Theoretical Analysis of Photonic Resonances in Spectroscopic Measurements of a Kerr Nonlinear Resonator
Yuki Tanaka, Aiko Yamaguchi, Tomohiro Yamaji, Yuta Shingu, Keisuke Matsumoto, Tsuyoshi Yamamoto, Yuichiro Matsuzaki
TL;DR
PR in Kerr parametric oscillators occurs at detunings where the direct drive coupling vanishes, challenging conventional resonance. The authors combine degenerate perturbation theory and GKSL time-domain simulations with experiments to reveal that higher-order processes induce Rabi oscillations between the ground state and degenerate excited states, with frequencies scaling as $p^{n/2}/\\chi^{(n/2)-1}$. Decoherence then damps these oscillations, producing PR as a two-stage phenomenon observed near degeneracy points in experiments and reproduced in simulations.
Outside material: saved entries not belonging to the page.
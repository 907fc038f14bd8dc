use crate::store::{MachineSetId, StoreError, TargetRef};
use thiserror::Error;

#[derive(Debug, Error)]
pub enum Error {
    #[error("Failed to fetch {target}: {source}")]
    Fetch {
        target: String,
        #[source]
        source: StoreError,
    },

    #[error("Failed to list machines for MachineSet {machine_set}: {source}")]
    List {
        machine_set: MachineSetId,
        #[source]
        source: StoreError,
    },

    #[error("Concurrent modification of {target}")]
    UpdateConflict { target: TargetRef },

    #[error("Failed to update labels on {target}: {source}")]
    Update {
        target: TargetRef,
        #[source]
        source: StoreError,
    },

    #[error("Reconciliation cancelled")]
    Cancelled,

    #[error("Kubernetes API error: {0}")]
    KubeError(#[from] kube::Error),

    #[error("Missing object key")]
    MissingObjectKey,
}

/// Coarse classification of failures, used for logging and requeue decisions.
#[derive(Debug, Clone, Copy, PartialEq, Eq)]
pub enum ErrorKind {
    FetchFailure,
    ListFailure,
    UpdateConflict,
    UpdateFailure,
    Cancelled,
    Internal,
}

impl Error {
    /// Build the update error matching the store failure.
    #[must_use]
    pub fn from_update(target: TargetRef, source: StoreError) -> Self {
        match source {
            StoreError::Conflict { .. } => Error::UpdateConflict { target },
            source => Error::Update { target, source },
        }
    }

    #[must_use]
    pub fn kind(&self) -> ErrorKind {
        match self {
            Error::Fetch { .. } => ErrorKind::FetchFailure,
            Error::List { .. } => ErrorKind::ListFailure,
            Error::UpdateConflict { .. } => ErrorKind::UpdateConflict,
            Error::Update { .. } => ErrorKind::UpdateFailure,
            Error::Cancelled => ErrorKind::Cancelled,
            Error::KubeError(_) | Error::MissingObjectKey => ErrorKind::Internal,
        }
    }

    /// Whether a fresh pass may succeed where this one failed.
    #[must_use]
    pub fn is_retryable(&self) -> bool {
        matches!(
            self.kind(),
            ErrorKind::FetchFailure
                | ErrorKind::ListFailure
                | ErrorKind::UpdateConflict
                | ErrorKind::UpdateFailure
        )
    }
}

pub type Result<T, E = Error> = std::result::Result<T, E>;
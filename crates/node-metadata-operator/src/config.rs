//! Operator Configuration
//!
//! Loaded from a YAML file mounted into the operator pod. Every field has a
//! default so an empty file (or no file at all) yields a working operator.

use crate::labels::{LabelGuard, DEFAULT_PROVENANCE_ANNOTATION};
use crate::reconciler::PropagationSettings;
use serde::{Deserialize, Serialize};
use std::time::Duration;

/// Main operator configuration structure
#[derive(Debug, Clone, Deserialize, Serialize)]
#[serde(rename_all = "camelCase")]
pub struct OperatorConfig {
    /// Restrict the operator to one namespace; all namespaces when unset
    #[serde(default)]
    pub namespace: Option<String>,

    /// Requeue delay after a successful pass, in seconds
    #[serde(default = "default_resync_interval")]
    pub resync_interval_seconds: u64,

    /// Requeue delay after a failed pass, in seconds
    #[serde(default = "default_error_requeue")]
    pub error_requeue_seconds: u64,

    /// Label domains the operator must never write or remove on Nodes
    #[serde(default = "default_protected_domains")]
    pub protected_node_label_domains: Vec<String>,

    /// Annotation recording which labels were propagated
    #[serde(default = "default_provenance_annotation")]
    pub provenance_annotation: String,

    /// Health endpoint configuration
    #[serde(default)]
    pub health: HealthConfig,
}

#[derive(Debug, Clone, Deserialize, Serialize)]
#[serde(rename_all = "camelCase")]
pub struct HealthConfig {
    #[serde(default = "default_bind_address")]
    pub bind_address: String,
}

impl Default for HealthConfig {
    fn default() -> Self {
        Self {
            bind_address: default_bind_address(),
        }
    }
}

fn default_resync_interval() -> u64 {
    300
}

fn default_error_requeue() -> u64 {
    30
}

fn default_protected_domains() -> Vec<String> {
    vec!["kubernetes.io".to_string(), "k8s.io".to_string()]
}

fn default_provenance_annotation() -> String {
    DEFAULT_PROVENANCE_ANNOTATION.to_string()
}

fn default_bind_address() -> String {
    "0.0.0.0:8080".to_string()
}

impl Default for OperatorConfig {
    fn default() -> Self {
        Self {
            namespace: None,
            resync_interval_seconds: default_resync_interval(),
            error_requeue_seconds: default_error_requeue(),
            protected_node_label_domains: default_protected_domains(),
            provenance_annotation: default_provenance_annotation(),
            health: HealthConfig::default(),
        }
    }
}

impl OperatorConfig {
    /// Load configuration from a mounted YAML file
    pub fn from_mounted_file(config_path: &str) -> Result<Self, anyhow::Error> {
        let config_str = std::fs::read_to_string(config_path)
            .map_err(|e| anyhow::anyhow!("Failed to read config file {config_path}: {e}"))?;

        Self::from_yaml(&config_str)
    }

    pub fn from_yaml(config_str: &str) -> Result<Self, anyhow::Error> {
        // An empty document deserializes to unit, not to an empty mapping.
        if config_str.trim().is_empty() {
            return Ok(Self::default());
        }
        serde_yaml::from_str(config_str)
            .map_err(|e| anyhow::anyhow!("Failed to parse config YAML: {e}"))
    }

    pub fn validate(&self) -> Result<(), anyhow::Error> {
        if self.resync_interval_seconds == 0 {
            return Err(anyhow::anyhow!("resyncIntervalSeconds must be greater than zero"));
        }
        if self.error_requeue_seconds == 0 {
            return Err(anyhow::anyhow!("errorRequeueSeconds must be greater than zero"));
        }
        if self
            .protected_node_label_domains
            .iter()
            .any(|d| d.trim().is_empty())
        {
            return Err(anyhow::anyhow!(
                "protectedNodeLabelDomains must not contain empty entries"
            ));
        }

        let Some((prefix, name)) = self.provenance_annotation.split_once('/') else {
            return Err(anyhow::anyhow!(
                "provenanceAnnotation '{}' must be a prefixed key like 'example.com/name'",
                self.provenance_annotation
            ));
        };
        if prefix.is_empty() || name.is_empty() || name.contains('/') {
            return Err(anyhow::anyhow!(
                "provenanceAnnotation '{}' is not a valid annotation key",
                self.provenance_annotation
            ));
        }

        if let Some(ns) = &self.namespace {
            if ns.trim().is_empty() {
                return Err(anyhow::anyhow!("namespace must not be empty when set"));
            }
        }

        Ok(())
    }

    #[must_use]
    pub fn resync_interval(&self) -> Duration {
        Duration::from_secs(self.resync_interval_seconds)
    }

    #[must_use]
    pub fn error_requeue(&self) -> Duration {
        Duration::from_secs(self.error_requeue_seconds)
    }

    /// Settings handed to the label propagator.
    #[must_use]
    pub fn propagation_settings(&self) -> PropagationSettings {
        PropagationSettings {
            provenance_annotation: self.provenance_annotation.clone(),
            node_guard: LabelGuard::with_protected_domains(
                self.protected_node_label_domains.iter().cloned(),
            ),
        }
    }
}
This work clarifies the microscopic origin of PR in KPOs and informs the use of KPOs for quantum information processing by linking spectroscopic signatures to coherent multi-photon dynamics.
Abstract
The Kerr parametric oscillator (KPO) has recently attracted considerable attention from the perspective of its applications to quantum information processing, and understanding its properties is an important challenge. Spectroscopic measurements serve as an effective means of elucidating detailed information about the system, such as the energy-level structure and the transition matrix elements of the KPO. Conventional spectroscopy requires the drive frequency to match an energy spacing with a nonzero transition matrix element. In recent years, a phenomenon called photonic resonance (PR) has been theoretically predicted in KPO spectroscopy. Specifically, resonance occurs under the condition that the detuning is set to $n/2$ times the Kerr nonlinearity, where $n$ is a natural number. However, under this condition the transition matrix element vanishes, and thus the mechanism by which photonic resonance (PR) arises has remained unclear. In this work, we aim to elucidate the physical origin of PR observed in KPO spectroscopy. We first performed theoretical calculations and experiments of spectroscopic measurements, confirming that PR can indeed be observed and that the theoretical and experimental results are in qualitative agreement. We then carried out an analytical study under the assumption of an ideal noiseless environment. Our analysis revealed that, although the transition matrix element of the external field expressed in the system's energy eigenbasis is zero, higher-order perturbative effects induce Rabi oscillations between the ground and excited states. Furthermore, numerical simulations in a time domain including the effect of decoherence demonstrated that coherent oscillations decay, leading to the appearance of PR.